Goal of the exercise —
In the material below, identify each line bearing the word "Option". Reproduce those lines.

Information —
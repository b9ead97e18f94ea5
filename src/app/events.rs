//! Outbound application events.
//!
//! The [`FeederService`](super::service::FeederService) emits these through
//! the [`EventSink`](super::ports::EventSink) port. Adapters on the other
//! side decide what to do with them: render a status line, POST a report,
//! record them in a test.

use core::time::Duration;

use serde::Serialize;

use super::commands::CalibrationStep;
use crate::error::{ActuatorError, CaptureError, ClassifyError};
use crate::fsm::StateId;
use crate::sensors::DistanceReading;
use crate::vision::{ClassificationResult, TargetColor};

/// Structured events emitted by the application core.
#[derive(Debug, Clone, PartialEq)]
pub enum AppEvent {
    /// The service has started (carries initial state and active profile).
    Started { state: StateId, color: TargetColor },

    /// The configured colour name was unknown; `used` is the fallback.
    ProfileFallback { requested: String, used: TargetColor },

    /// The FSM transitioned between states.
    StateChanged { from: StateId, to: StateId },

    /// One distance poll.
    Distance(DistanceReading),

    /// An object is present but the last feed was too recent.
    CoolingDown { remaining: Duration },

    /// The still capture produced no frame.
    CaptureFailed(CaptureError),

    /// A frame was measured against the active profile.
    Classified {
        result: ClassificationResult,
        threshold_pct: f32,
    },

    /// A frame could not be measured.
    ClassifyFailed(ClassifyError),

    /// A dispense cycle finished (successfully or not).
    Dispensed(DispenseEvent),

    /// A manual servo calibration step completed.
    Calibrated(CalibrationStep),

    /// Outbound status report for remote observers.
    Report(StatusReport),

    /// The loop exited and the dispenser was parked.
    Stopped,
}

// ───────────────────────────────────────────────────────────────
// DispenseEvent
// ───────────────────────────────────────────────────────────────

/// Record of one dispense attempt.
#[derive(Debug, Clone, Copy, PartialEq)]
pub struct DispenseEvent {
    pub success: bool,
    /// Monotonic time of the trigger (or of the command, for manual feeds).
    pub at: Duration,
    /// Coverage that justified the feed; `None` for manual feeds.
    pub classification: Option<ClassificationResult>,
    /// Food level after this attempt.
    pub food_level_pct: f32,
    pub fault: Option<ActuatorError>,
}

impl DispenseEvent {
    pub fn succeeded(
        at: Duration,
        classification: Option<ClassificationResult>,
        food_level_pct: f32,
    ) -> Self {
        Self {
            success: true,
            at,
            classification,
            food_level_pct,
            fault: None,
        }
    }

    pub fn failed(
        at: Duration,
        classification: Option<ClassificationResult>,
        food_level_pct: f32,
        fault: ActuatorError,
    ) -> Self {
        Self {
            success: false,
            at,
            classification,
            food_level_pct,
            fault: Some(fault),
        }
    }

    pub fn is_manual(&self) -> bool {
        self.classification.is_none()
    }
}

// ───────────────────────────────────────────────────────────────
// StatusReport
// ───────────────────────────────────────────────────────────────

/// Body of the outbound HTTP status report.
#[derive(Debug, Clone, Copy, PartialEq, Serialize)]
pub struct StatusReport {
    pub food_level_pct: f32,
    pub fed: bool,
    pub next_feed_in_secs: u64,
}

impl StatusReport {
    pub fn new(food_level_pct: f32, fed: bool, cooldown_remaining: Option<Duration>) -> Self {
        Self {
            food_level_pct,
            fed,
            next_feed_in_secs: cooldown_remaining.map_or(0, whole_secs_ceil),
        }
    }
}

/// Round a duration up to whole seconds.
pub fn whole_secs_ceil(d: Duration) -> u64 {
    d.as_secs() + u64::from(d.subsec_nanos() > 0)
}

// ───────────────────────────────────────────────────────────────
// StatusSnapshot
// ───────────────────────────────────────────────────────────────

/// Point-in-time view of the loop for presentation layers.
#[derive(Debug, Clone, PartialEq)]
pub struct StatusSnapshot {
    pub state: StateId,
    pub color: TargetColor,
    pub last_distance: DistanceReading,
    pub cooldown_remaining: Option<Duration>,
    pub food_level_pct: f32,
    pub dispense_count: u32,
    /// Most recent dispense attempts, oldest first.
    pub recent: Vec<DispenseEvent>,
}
==
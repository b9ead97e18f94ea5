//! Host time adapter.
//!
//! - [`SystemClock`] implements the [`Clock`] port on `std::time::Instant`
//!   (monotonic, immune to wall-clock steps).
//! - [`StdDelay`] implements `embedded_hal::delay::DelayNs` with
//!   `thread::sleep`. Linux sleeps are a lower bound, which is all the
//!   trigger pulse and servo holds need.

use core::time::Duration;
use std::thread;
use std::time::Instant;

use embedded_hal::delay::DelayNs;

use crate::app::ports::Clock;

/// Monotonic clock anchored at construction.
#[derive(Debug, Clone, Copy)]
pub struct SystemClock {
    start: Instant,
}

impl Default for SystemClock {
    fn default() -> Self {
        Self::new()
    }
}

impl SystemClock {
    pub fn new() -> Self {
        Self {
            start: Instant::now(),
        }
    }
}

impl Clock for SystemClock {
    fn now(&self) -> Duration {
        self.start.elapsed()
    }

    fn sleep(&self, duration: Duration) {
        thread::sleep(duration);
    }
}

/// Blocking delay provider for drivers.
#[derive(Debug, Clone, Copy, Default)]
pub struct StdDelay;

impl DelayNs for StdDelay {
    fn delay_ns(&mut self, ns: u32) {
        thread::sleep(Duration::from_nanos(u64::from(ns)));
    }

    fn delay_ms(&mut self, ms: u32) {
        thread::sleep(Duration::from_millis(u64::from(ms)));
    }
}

Solution to this problem —
    pub classification: Option<ClassificationResult>,
    pub fault: Option<ActuatorError>,
        classification: Option<ClassificationResult>,
        classification: Option<ClassificationResult>,
    pub fn new(food_level_pct: f32, fed: bool, cooldown_remaining: Option<Duration>) -> Self {
    pub cooldown_remaining: Option<Duration>,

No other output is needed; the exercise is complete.